One possible reason (perhaps) is explained here, by one whose intellectual courage and theological consistency has never been in question.... 
"....There is an apocryphal tale that B Pius IX once said Io sono la Tradizzione. I thought of that the other day when I read a report that Cardinal Marx had said that, for him, "it is incomprehensible how the Synod Fathers are more bound to Tradition than to the Pope".
Really? Talk about letting Cats out of Bags!
I would like to be quite clear about this. I belong to Christ's Church Catholic as defined by Pastor aeternus of Vatican I (Joseph Ratzinger summarised it so lucidly) in which the Pope is not an absolute monarch but is the Guardian of the Sacred Tradition received from the Apostles. I have no desire to belong to somebody else's "Catholic Church" in which Tradition and Pope are seen as competing alternatives, and in which safe and wise Corporation Men who know what's good for their health prioritise Pope above Tradition. Not even if that "Church" is led by such luminaries as Marx and Kasper.
Later this month, we shall observe the Church Unity Octave, sometimes known nowadays as the Week of Prayer for Christian Unity. I do not know how seriously the Marxes and the Kaspers nowadays take Christian Unity. If Cardinal Marx's enthusiasm for the 500th Anniversary of the Lutheran Reformation is a good basis for guesswork, 'Ecumenism' is, for many such, going to mean cosying up to liberal Protestantism with its multiple apostasies. But, in my own experience of Orthodox Christians, the message that full communion with the See of Rome actually means Sacred Tradition being replaced by the Absolute Power of whoever happens currently to be the Roman Pontiff ... or, even worse, by sectional interests able to get their hands on the levers of power and to manipulate the Papacy so as to promote their own innovatory agendas ... is precisely the sort of message that would confirm their very worst suspicions about the errors of "Papalism"....."
From this vantage point I have no way of judging the accuracy or otherwise of the analysis, but it is, though, of no comfort at all to those of us who remain behind in whatever ecclesial funk holes are left to us for the time being - conveying only a sense of the gathering darkness ..... wherever one seems to look ....

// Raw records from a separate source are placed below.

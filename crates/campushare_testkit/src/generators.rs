//! Property-based test generators using proptest.
//!
//! Provides strategies for generating random inputs that pass (or, for the
//! `invalid_*` strategies, deliberately fail) input validation.

use campushare_core::models::{NewCourse, NewUser, MAX_SCORE, MIN_SCORE};
use campushare_core::{ResourceKind, Role};
use proptest::prelude::*;

/// Strategy for generating valid usernames.
pub fn username_strategy() -> impl Strategy<Value = String> {
    prop::string::string_regex("[a-z][a-z0-9_]{2,31}").expect("Invalid regex")
}

/// Strategy for generating usernames that fail validation.
pub fn invalid_username_strategy() -> impl Strategy<Value = String> {
    prop_oneof![
        prop::string::string_regex("[a-z]{0,2}").expect("Invalid regex"),
        prop::string::string_regex("[a-z]{33,40}").expect("Invalid regex"),
        prop::string::string_regex("[a-z]{2,8}[ !@#.-][a-z]{1,8}").expect("Invalid regex"),
    ]
}

/// Strategy for generating valid registrations.
pub fn new_user_strategy() -> impl Strategy<Value = NewUser> {
    (
        username_strategy(),
        prop::string::string_regex("[a-z]{1,10}\\.edu").expect("Invalid regex"),
        prop::string::string_regex("[!-~]{8,40}").expect("Invalid regex"),
    )
        .prop_map(|(username, domain, password)| NewUser {
            email: format!("{username}@{domain}"),
            username,
            password,
            nickname: None,
        })
}

/// Strategy for generating valid rating scores.
pub fn score_strategy() -> impl Strategy<Value = i64> {
    MIN_SCORE..=MAX_SCORE
}

/// Strategy for generating non-empty lists of valid scores.
pub fn scores_strategy(max_len: usize) -> impl Strategy<Value = Vec<i64>> {
    prop::collection::vec(score_strategy(), 1..=max_len.max(1))
}

/// Strategy for generating roles.
pub fn role_strategy() -> impl Strategy<Value = Role> {
    prop::sample::select(Role::ALL.to_vec())
}

/// Strategy for generating resource kinds.
pub fn resource_kind_strategy() -> impl Strategy<Value = ResourceKind> {
    prop::sample::select(ResourceKind::ALL.to_vec())
}

/// Strategy for generating valid course codes.
pub fn course_code_strategy() -> impl Strategy<Value = String> {
    prop::string::string_regex("[A-Z]{2,4}[0-9]{3}").expect("Invalid regex")
}

/// Strategy for generating valid course inputs.
pub fn new_course_strategy() -> impl Strategy<Value = NewCourse> {
    (
        course_code_strategy(),
        prop::string::string_regex("[A-Za-z][A-Za-z ]{0,60}").expect("Invalid regex"),
        0u32..=40,
    )
        .prop_map(|(code, name, half_credits)| NewCourse {
            code,
            name,
            credits: f64::from(half_credits) / 2.0,
            ..Default::default()
        })
}

/// Strategy for generating search keywords, including LIKE wildcards.
pub fn keyword_strategy() -> impl Strategy<Value = String> {
    prop::string::string_regex("[a-z%_\\\\]{1,12}").expect("Invalid regex")
}

#[cfg(test)]
mod tests {
    use super::*;

    proptest! {
        #[test]
        fn generated_users_validate(user in new_user_strategy()) {
            let user = user.normalized();
            prop_assert!(user.validate().is_ok());
        }

        #[test]
        fn invalid_usernames_fail(name in invalid_username_strategy()) {
            let mut user = NewUser {
                username: name,
                email: "x@example.edu".into(),
                password: "password123".into(),
                nickname: None,
            };
            user = user.normalized();
            prop_assert!(user.validate().is_err());
        }

        #[test]
        fn generated_courses_validate(course in new_course_strategy()) {
            let course = course.normalized();
            prop_assert!(course.validate().is_ok());
        }

        #[test]
        fn scores_in_range(scores in scores_strategy(20)) {
            prop_assert!(!scores.is_empty());
            prop_assert!(scores.iter().all(|s| (MIN_SCORE..=MAX_SCORE).contains(s)));
        }
    }
}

  1. Dare I say, dear Father Michael... then come into the Light! Yes, it's a Church full of human beings, i.e. sinners, but all I can say is that it feels very different on the inside. My heart goes out to all those struggling like you - I well remember the agonising choices involved in giving up what had been home for so long. There will always be compelling reasons to stay where we are though everything is falling apart around us... but I can only say that I've found what Home really means. Prayers for you all in Wales.

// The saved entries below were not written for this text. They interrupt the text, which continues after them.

//! Moderation of uploaded resources.

use super::PageQuery;
use crate::error::ApiResult;
use crate::extract::{AuthUser, IdParam, JsonBody, Params};
use crate::state::AppState;
use axum::extract::State;
use axum::http::StatusCode;
use axum::Json;
use campushare_core::models::{NewReview, Resource, ReviewRecord};
use campushare_core::Page;
use tracing::info;

pub(super) async fn review(
    State(state): State<AppState>,
    user: AuthUser,
    IdParam(resource_id): IdParam,
    JsonBody(input): JsonBody<NewReview>,
) -> ApiResult<(StatusCode, Json<ReviewRecord>)> {
    let record = state
        .services
        .reviews
        .review(&user.actor(), resource_id, input)
        .await?;
    info!(
        resource = resource_id,
        reviewer = user.0.id,
        decision = %record.decision,
        "resource reviewed"
    );
    Ok((StatusCode::CREATED, Json(record)))
}

pub(super) async fn history(
    State(state): State<AppState>,
    user: AuthUser,
    IdParam(resource_id): IdParam,
) -> ApiResult<Json<Vec<ReviewRecord>>> {
    Ok(Json(
        state
            .services
            .reviews
            .history(&user.actor(), resource_id)
            .await?,
    ))
}

pub(super) async fn pending(
    State(state): State<AppState>,
    user: AuthUser,
    Params(query): Params<PageQuery>,
) -> ApiResult<Json<Page<Resource>>> {
    Ok(Json(
        state
            .services
            .reviews
            .pending(&user.actor(), query.request())
            .await?,
    ))
}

    1. When I left the Episcopal Church USA I could not find a spiritual home - there were no traditional Anglican churches within 500 miles of my home. So I sojourned with the Eastern Orthodox (Antiochian) for 6 years and it was a blessed time for me, but in my heart I knew I was Anglican. The orthodox welcome the newly chrismated with these words: "Welcome home!" However, it was not my natural spiritual home and I eventually came back to the Anglican Church. I believe that this will happen for others also.

    2. Ah, but, Alice, to what province of Anglicanism could they return? In North America you have ACNA, even with all its contradictions, but here ...?

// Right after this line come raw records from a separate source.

use super::{fetch_resource, refresh_course_resource_count, RESOURCE_COLUMNS};
use crate::db::Database;
use crate::error::{CoreError, CoreResult};
use crate::models::{NewReview, Resource, ReviewRecord};
use crate::pagination::{Page, PageRequest};
use crate::permission::{Actor, Permission};
use crate::types::{now_millis, ResourceId, ResourceStatus, ReviewId};
use tracing::info;

const REVIEW_SELECT: &str = "SELECT v.id, v.resource_id, v.reviewer_id, \
     u.username AS reviewer_username, v.decision, v.reason, v.created_at \
     FROM review_records v JOIN users u ON u.id = v.reviewer_id";

/// Moderation of shared resources.
#[derive(Debug, Clone)]
pub struct ReviewService {
    db: Database,
}

impl ReviewService {
    /// Creates the service.
    pub fn new(db: Database) -> Self {
        Self { db }
    }

    /// Approves or rejects a resource. Requires `ReviewResources`.
    ///
    /// The record, the new status and the course's resource count are
    /// written in one transaction. Reviewing an already reviewed resource
    /// is allowed and overrides the earlier decision.
    pub async fn review(
        &self,
        actor: &Actor,
        resource_id: ResourceId,
        input: NewReview,
    ) -> CoreResult<ReviewRecord> {
        actor.require(Permission::ReviewResources)?;
        input.validate()?;
        let status = input.decision.resulting_status();

        let mut tx = self.db.begin_write().await?;
        let resource = fetch_resource(&mut *tx, resource_id).await?;

        let now = now_millis();
        let id = sqlx::query(
            "INSERT INTO review_records (resource_id, reviewer_id, decision, reason, created_at) \
             VALUES (?, ?, ?, ?, ?)",
        )
        .bind(resource_id)
        .bind(actor.user_id)
        .bind(input.decision)
        .bind(input.reason())
        .bind(now)
        .execute(&mut *tx)
        .await?
        .last_insert_rowid();

        sqlx::query("UPDATE resources SET status = ?, updated_at = ? WHERE id = ?")
            .bind(status)
            .bind(now)
            .bind(resource_id)
            .execute(&mut *tx)
            .await?;
        refresh_course_resource_count(&mut *tx, resource.course_id).await?;
        tx.commit().await?;

        info!(
            resource_id,
            reviewer = actor.user_id,
            decision = %input.decision,
            previous = %resource.status,
            "resource reviewed"
        );
        self.get(id).await
    }

    async fn get(&self, id: ReviewId) -> CoreResult<ReviewRecord> {
        let sql = format!("{REVIEW_SELECT} WHERE v.id = ?");
        sqlx::query_as::<_, ReviewRecord>(&sql)
            .bind(id)
            .fetch_optional(self.db.pool())
            .await?
            .ok_or_else(|| CoreError::not_found("review", id))
    }

    /// Review history of a resource, newest first.
    ///
    /// Visible to reviewers and to the resource's uploader. Anyone else gets
    /// `NotFound` for a resource that is not approved, like everywhere else.
    pub async fn history(
        &self,
        actor: &Actor,
        resource_id: ResourceId,
    ) -> CoreResult<Vec<ReviewRecord>> {
        let resource = fetch_resource(self.db.pool(), resource_id).await?;
        let allowed =
            actor.is_owner(resource.uploader_id) || actor.can(Permission::ReviewResources);
        if !allowed && !resource.is_approved() {
            return Err(CoreError::not_found("resource", resource_id));
        }
        actor.require_owner_or(resource.uploader_id, Permission::ReviewResources)?;

        let sql = format!("{REVIEW_SELECT} WHERE v.resource_id = ? ORDER BY v.created_at DESC, v.id DESC");
        let records = sqlx::query_as::<_, ReviewRecord>(&sql)
            .bind(resource_id)
            .fetch_all(self.db.pool())
            .await?;
        Ok(records)
    }

    /// Resources waiting for review, oldest first. Requires `ReviewResources`.
    pub async fn pending(&self, actor: &Actor, page: PageRequest) -> CoreResult<Page<Resource>> {
        actor.require(Permission::ReviewResources)?;

        let total: i64 = sqlx::query_scalar("SELECT COUNT(*) FROM resources WHERE status = ?")
            .bind(ResourceStatus::Pending)
            .fetch_one(self.db.pool())
            .await?;

        let sql = format!(
            "SELECT {RESOURCE_COLUMNS} FROM resources r WHERE r.status = ? \
             ORDER BY r.created_at ASC, r.id ASC LIMIT ? OFFSET ?"
        );
        let resources = sqlx::query_as::<_, Resource>(&sql)
            .bind(ResourceStatus::Pending)
            .bind(page.limit())
            .bind(page.offset())
            .fetch_all(self.db.pool())
            .await?;

        Ok(Page::new(resources, total, page))
    }
}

  2. Well fancy that - he's discovered that there are other people of intellectual courage and theological consistency - in Rome of all places - who disagree with him. I'd have thought that was pretty obvious to Fr H when he joined the Ordinariate and petitioned for re-ordination.

    The reality is that if there is a seismic shift in the Church of today, it does not follow the line of the Tiber!

  3. Sorry, as a (R) Catholic priest of 40 years this year, I find the above comment almost incomprehensible. it bears little relation to my experience in the Catholic Church and although I can recognise certain "tendencies" from the above, I think the writer is confused and has not marked them very well. Recent Catholic history of the Papacy is quite different. There is also the danger of taking one's opinions from the secular press or from those who are expressing narrow opinions of one kind or another. I would like to speak with the person who wrote it to find out why he wrote it.

  4. http://biblicalanthropology.blogspot.com/2015/01/the-priesthood-in-england-part-1.html

    Read and ponder the historical facts.

  5. There is a conundrum here: if enough people stay out, the Ordinariate won't be able to stand up by itself and be a clear independent voice; or if they do all join and Rome throws out the historic faith they will have moved to an ugly 1960s church building in the church of Karl Marx, for nothing.
    I'm on the inside - but think it would be good for like-minded people, in and out, to start making common cause of catholic Anglican heritage and promoting it.